**WHAT IS NEEDED**
Where a line below includes the word "MenuMessage", copy that line.
• • • • •
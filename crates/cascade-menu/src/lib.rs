//! Headless dropdown and context menus for Cascade.
//!
//! A [`MenuTree`] holds the root menu and every nested submenu. Hosts feed it
//! input [`Event`](cascade_core::Event)s with a [`Timestamp`](cascade_core::Timestamp)
//! and render what it reports: open surfaces and their rectangles, the focus
//! target and an accessibility snapshot. [`DropdownMenu`] and [`ContextMenu`]
//! add the two ways of opening the root.
//!
//! ```
//! use cascade_core::{Event, Key, Rect, Timestamp};
//! use cascade_menu::{DropdownMenu, MenuConfig, MenuEntry, MenuMessage};
//!
//! let mut menu = DropdownMenu::new(
//!     &[MenuEntry::action("New Tab", "new-tab"), MenuEntry::action("Print", "print")],
//!     MenuConfig::default(),
//! )
//! .unwrap()
//! .with_trigger_rect(Rect::new(10.0, 10.0, 80.0, 32.0));
//!
//! menu.tree_mut().focus_trigger();
//! menu.handle_event(&Event::key(Key::Down), Timestamp::ZERO);
//! let msgs = menu.handle_event(&Event::key(Key::Enter), Timestamp::ZERO);
//! assert!(matches!(&msgs[0], MenuMessage::ItemSelected { action, .. } if action == "new-tab"));
//! assert!(!menu.is_open());
//! ```

pub mod config;
pub mod context_menu;
pub mod dropdown;
pub mod entry;
pub mod error;
pub mod focus;
pub mod intent;
pub mod item;
pub mod layout;
pub mod message;
pub mod node;
pub mod positioning;
pub mod registry;
pub mod timer;
pub mod tree;
pub mod typeahead;

pub use config::{LayoutMetrics, MenuConfig};
pub use context_menu::ContextMenu;
pub use dropdown::DropdownMenu;
pub use entry::{validate_entries, MenuDefinition, MenuEntry};
pub use error::{MenuError, Result};
pub use focus::{FocusChange, FocusRing, FocusState, FocusTarget};
pub use intent::{HorizontalSide, IntentVerdict, PointerDirection, PointerIntentRegion};
pub use item::{ItemKind, MenuItem};
pub use message::MenuMessage;
pub use node::{CloseReason, MenuNode, NodeState};
pub use positioning::{Align, Anchor, Placement, Positioner, ResolvedPlacement, Side};
pub use registry::{CollectionItem, DocumentPosition, ItemRegistry, Step};
pub use timer::{Timer, TimerKind, TimerQueue, TimerToken};
pub use tree::{Hit, MenuTree, OpenFocus, RootAnchoring, ROOT};
pub use typeahead::{next_match, Typeahead};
• • • • •
**RESULT FOR THIS TASK**
//! use cascade_menu::{DropdownMenu, MenuConfig, MenuEntry, MenuMessage};
//! assert!(matches!(&msgs[0], MenuMessage::ItemSelected { action, .. } if action == "new-tab"));
pub use message::MenuMessage;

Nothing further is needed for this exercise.